The README says almost nothing about how to deal with native modules:

Native addons (.node files) use is supported, but packaging .node files inside the executable is not resolved yet. You have to deploy native addons used by your project to the same directory as the executable.

When a package, that contains a native module, is being installed, the native module is compiled against current system-wide Node.js version. Then, when you compile your project with pkg, pay attention to --target option. You should specify the same Node.js version as your system-wide Node.js to make compiled executable compatible with .node files.

Such a text does not explain how to run the generated executable when it's moved out of the project folder:

$ pkg -t macos server.js
pkg@4.3.7
Warning Cannot include addon %1 into executable.
The addon must be distributed with executable as %2.
/private/tmp/kk/node_modules/zeromq/build/Release/zmq.node
path-to-executable/zmq.node

Honestly no idea how to understand this warning.

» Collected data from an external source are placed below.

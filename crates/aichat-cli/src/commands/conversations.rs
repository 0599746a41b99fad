use aichat_core::ChatClient;
use aichat_core::conversation::Conversation;
use anyhow::Result;
use colored::Colorize;

pub async fn list(client: &ChatClient) -> Result<()> {
    let conversations = client.load_conversations().await?;
    print_conversations(&conversations);
    Ok(())
}

pub fn print_conversations(conversations: &[Conversation]) {
    if conversations.is_empty() {
        println!("{}", "No conversations yet.".bright_black());
        return;
    }
    for conversation in conversations {
        println!(
            "{:>6}  {}  {}",
            conversation.id.to_string().bright_cyan(),
            conversation.created_at.format("%Y-%m-%d %H:%M").to_string().bright_black(),
            conversation.display_title()
        );
    }
}
//! Conversation domain model.

use chrono::{DateTime, Utc};
use serde::{Deserialize, Serialize};
use std::fmt;

/// Server-assigned conversation identifier.
#[derive(Debug, Clone, Copy, PartialEq, Eq, Hash, PartialOrd, Ord, Serialize, Deserialize)]
#[serde(transparent)]
pub struct ConversationId(pub i64);

impl fmt::Display for ConversationId {
    fn fmt(&self, f: &mut fmt::Formatter<'_>) -> fmt::Result {
        write!(f, "{}", self.0)
    }
}

impl From<i64> for ConversationId {
    fn from(id: i64) -> Self {
        Self(id)
    }
}

/// A conversation as returned by the backend.
///
/// The client never builds one itself: it either lists them or receives
/// one from a create call.
#[derive(Debug, Clone, PartialEq, Eq, Serialize, Deserialize)]
pub struct Conversation {
    pub id: ConversationId,
    /// May be empty; the server allows untitled conversations
    #[serde(default)]
    pub title: String,
    pub created_at: DateTime<Utc>,
    /// Owning user, when the server exposes it
    #[serde(default, rename = "user_id", alias = "user", skip_serializing_if = "Option::is_none")]
    pub owner_id: Option<i64>,
}

impl Conversation {
    /// Title for display, falling back to the server's default naming.
    pub fn display_title(&self) -> String {
        if self.title.trim().is_empty() {
            format!("Conversation {}", self.id)
        } else {
            self.title.clone()
        }
    }
}

#[cfg(test)]
mod tests {
    use super::*;

    #[test]
    fn test_deserialize_server_payload() {
        let json = r#"{
            "id": 12,
            "title": "",
            "created_at": "2025-03-01T09:30:00.123456Z",
            "messages": []
        }"#;
        let conversation: Conversation = serde_json::from_str(json).unwrap();
        assert_eq!(conversation.id, ConversationId(12));
        assert_eq!(conversation.owner_id, None);
        assert_eq!(conversation.display_title(), "Conversation 12");
    }

    #[test]
    fn test_owner_accepts_user_alias() {
        let json = r#"{"id": 1, "title": "Trip", "created_at": "2025-03-01T09:30:00+00:00", "user": 7}"#;
        let conversation: Conversation = serde_json::from_str(json).unwrap();
        assert_eq!(conversation.owner_id, Some(7));
        assert_eq!(conversation.display_title(), "Trip");
    }
}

What is %1? What is %2?
So, assuming I have the zmq.node binary somewhere in my filesystem, how to invoke my generated server executable? which command line options?

$ ./server
pkg/prelude/bootstrap.js:1178
throw error;
^

Error: Cannot find module '../build/Release/zmq.node'

  1. If you want to compile the package/file into executable, please pay attention to compilation warnings and specify a literal in 'require' call.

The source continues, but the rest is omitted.